As the end of the manpower drawdown nears, officials are reviving an old program, offering bonuses to encourage prior-service Marines to rejoin the Corps.

Recently announced changes to this year’s re-enlistment bonus program for all Marines includes broader provisions that significantly expandsing the Prior Service Enlistment Program. Marines returning to active-duty will receive the same bonuses given to re-enlisting active-duty Marines in 20 military occupational specialties.

That means active-duty members will be competing with prior-service Marines for the same re-up bonuses, and Corps officials have warned that some of these MOSs could fill quickly.

"Since the drawdown began, the PSEP program was very limited as the Marine Corps downsized," said Lt. Col. Jim Mullin, the section head for Enlisted Plans at Manpower and Reserve Affairs. "Now that we are closer to our goals, we have decided to open the program up again in case those Marines that transition out of the Marine Corps would like the opportunity to return."

The expansion of the broken service Selective Re-enlistment Bonus Program is intended to help fill 20 critical or undermanned specialties in a variety of fields, including infantry, intelligence and aviation maintenance.

The opportunity for prior-service Marines to re-enlist began Oct. 1, according to Marine administrative message 481/15, signed Sept. 30.

"The intent of the FY16 PSEP is to activate the [Broken Service SRB] program to provide prior service Marines who possess critical skills, in designated MOSs, a monetary incentive to resume their career in the Marine Corps," the message reads.

In addition to filling critical MOSs, the program is partly driven by the need for cost savings, according to manpower officials.

"It is cost-effective to bring back a Marine rather than access and train a new recruit," Mullin said.

In all, the service hopes to entice 300 prior-service Marines to return this year under the program. The effort is primarily aimed at Marines who separated after their first term, not those who took advantage of the drawdown's voluntary incentives to leave, such as the Temporary Early Retirement Program offered to those with 15 or more years of service, or Voluntary Separation Pay for those with between six and 20 years of service.

"We are not looking to bring back those separated under TERA or VSP," Mullin said.

Additionally, while the intent is to bring back Marines who already possess expertise in a needed MOS, officials will consider approving lateral moves into some jobs like counterintelligence/human intelligence specialist on a case-by-case basis.

"Both Marines already holding these MOSs and lateral move requests will be accepted on a case-by-case basis," Mullin said.

For the full list of eligible MOSs, refer to the MARADMIN available online.

To be eligible Marines must have successfully completed at least one enlistment contract; have a break in service that is at least 91 days but shorter than 4 years; have completed between 17 months and 14 years of active service; and be willing to re-enlist for four years in their primary MOS or make a lateral move into one of 20 MOSs identified in the MARADMIN. They cannot be reservists, except those in the Individual Ready Reserve.

The same SRBs prior-service Marines receive will continue to be offered to active-duty Marines willing to re-up for another four years. The $56 million budget for the fiscal 2016 SRB program is a few million dollars more than in fiscal 2015. While just 55 jobs are eligible this year, compared to 106 in fiscal 2015, 300 more Marines are expected to get payouts — 3,600 Marines in all.
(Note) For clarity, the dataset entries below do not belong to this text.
//! `streamjoin fetch` – download two explicit stream URLs and merge them.

use std::collections::HashMap;
use std::path::{Path, PathBuf};

use anyhow::{bail, Result};
use streamjoin_core::checksum;
use streamjoin_core::config::StreamjoinConfig;
use streamjoin_core::descriptor::{StreamDescriptor, StreamKind};
use streamjoin_core::http;
use streamjoin_core::pipeline::{MediaJob, Pipeline};

use super::progress::{format_size, spawn_printer};

#[derive(Debug)]
pub struct FetchArgs {
    pub video: String,
    pub audio: String,
    pub output: PathBuf,
    pub headers: Vec<String>,
    pub cookies: Vec<String>,
    pub sha256: bool,
    pub expect_sha256: Option<String>,
}

/// Parse `Name: value` header arguments.
pub(crate) fn parse_headers(raw: &[String]) -> Result<HashMap<String, String>> {
    let mut out = HashMap::new();
    for h in raw {
        match h.split_once(':') {
            Some((k, v)) if !k.trim().is_empty() => {
                out.insert(k.trim().to_string(), v.trim().to_string());
            }
            _ => bail!("invalid header (expected \"Name: value\"): {}", h),
        }
    }
    Ok(out)
}

/// Parse `name=value` cookie arguments.
pub(crate) fn parse_cookies(raw: &[String]) -> Result<HashMap<String, String>> {
    let mut out = HashMap::new();
    for c in raw {
        match c.split_once('=') {
            Some((k, v)) if !k.trim().is_empty() => {
                out.insert(k.trim().to_string(), v.trim().to_string());
            }
            _ => bail!("invalid cookie (expected name=value): {}", c),
        }
    }
    Ok(out)
}

/// Split `dir/name[.mp4]` into destination directory and title.
pub(crate) fn split_output(output: &Path) -> Result<(PathBuf, String)> {
    let Some(name) = output.file_name().and_then(|n| n.to_str()) else {
        bail!("invalid output path: {}", output.display());
    };
    let title = name.strip_suffix(".mp4").unwrap_or(name);
    if title.is_empty() {
        bail!("invalid output path: {}", output.display());
    }
    let dir = match output.parent() {
        Some(p) if !p.as_os_str().is_empty() => p.to_path_buf(),
        _ => PathBuf::from("."),
    };
    Ok((dir, title.to_string()))
}

pub async fn run_fetch(cfg: &StreamjoinConfig, args: FetchArgs) -> Result<()> {
    let mut headers = http::default_headers(&cfg.http.user_agent, &cfg.http.referer);
    headers.extend(parse_headers(&args.headers)?);
    let cookies = parse_cookies(&args.cookies)?;
    let (destination, title) = split_output(&args.output)?;
    std::fs::create_dir_all(&destination)?;

    let descriptor = |url: String, kind| {
        let mut d = StreamDescriptor::new(url, kind).with_headers(&headers);
        for (k, v) in &cookies {
            d = d.with_cookie(k.as_str(), v.as_str());
        }
        d
    };
    let job = MediaJob {
        title,
        video: descriptor(args.video, StreamKind::Video),
        audio: descriptor(args.audio, StreamKind::Audio),
        destination,
    };

    let (tx, printer) = spawn_printer(job.title.clone());
    let result = Pipeline::from_config(cfg).run(&job, Some(tx)).await;
    let _ = printer.await;
    let merged = result?;

    println!(
        "saved {} ({})",
        merged.path.display(),
        format_size(merged.stream_bytes())
    );
    if let Some(expected) = &args.expect_sha256 {
        let digest = checksum::verify_sha256(&merged.path, expected)?;
        println!("{}  {}  OK", digest, merged.path.display());
    } else if args.sha256 {
        let digest = checksum::sha256_path(&merged.path)?;
        println!("{}  {}", digest, merged.path.display());
    }
    Ok(())
}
But prior-service Marines are being targeted for only 20 of those 55 specialties eligible for a re-up bonus.

The changes reflect an increased emphasis on building cadres in specific jobs.

Many re-enlistment bonuses are targeted to high-demand, low-density specialties like explosive ordnance disposal technician, which is eligible for a $51,000 re-enlistment bonus. Marine Corps Special Operations Command critical skills operators are eligible for $56,000. Both are also targets of the PSEP.

Other bonuses are targeted at infantry specialties, due largely to changes in drawdown plans, officials have said.

For a time, manpower planners were anticipating drawing down the force to 174,000 Marines and 21 infantry battalions by the end of 2017. That was later increased to 182,000 Marines and 24 battalions, meaning the Corps had to reverse course and retain more grunts.

As a result, 0311 riflemen became eligible for bonuses up to $15,000. On the active side, infantry squad leaders, who recently got their own MOS, can take home $25,000.

For full details of exact payouts by MOS, refer to the original Selective Reenlistment Bonus MARADMIN 296/15, online.

Both prior-service and active-duty Marines interested in re-enlisting and earning a bonus should move quickly to secure a spot. In some cases they may already be close to being shut out of their job, with or without a bonus.

"Don't wait until the last minute," said Col. Bill Tosick, the Plans, Program and Budget branch head at M&RA, during a June interview. "You might not get a bonus. You might not get to re-enlist at all."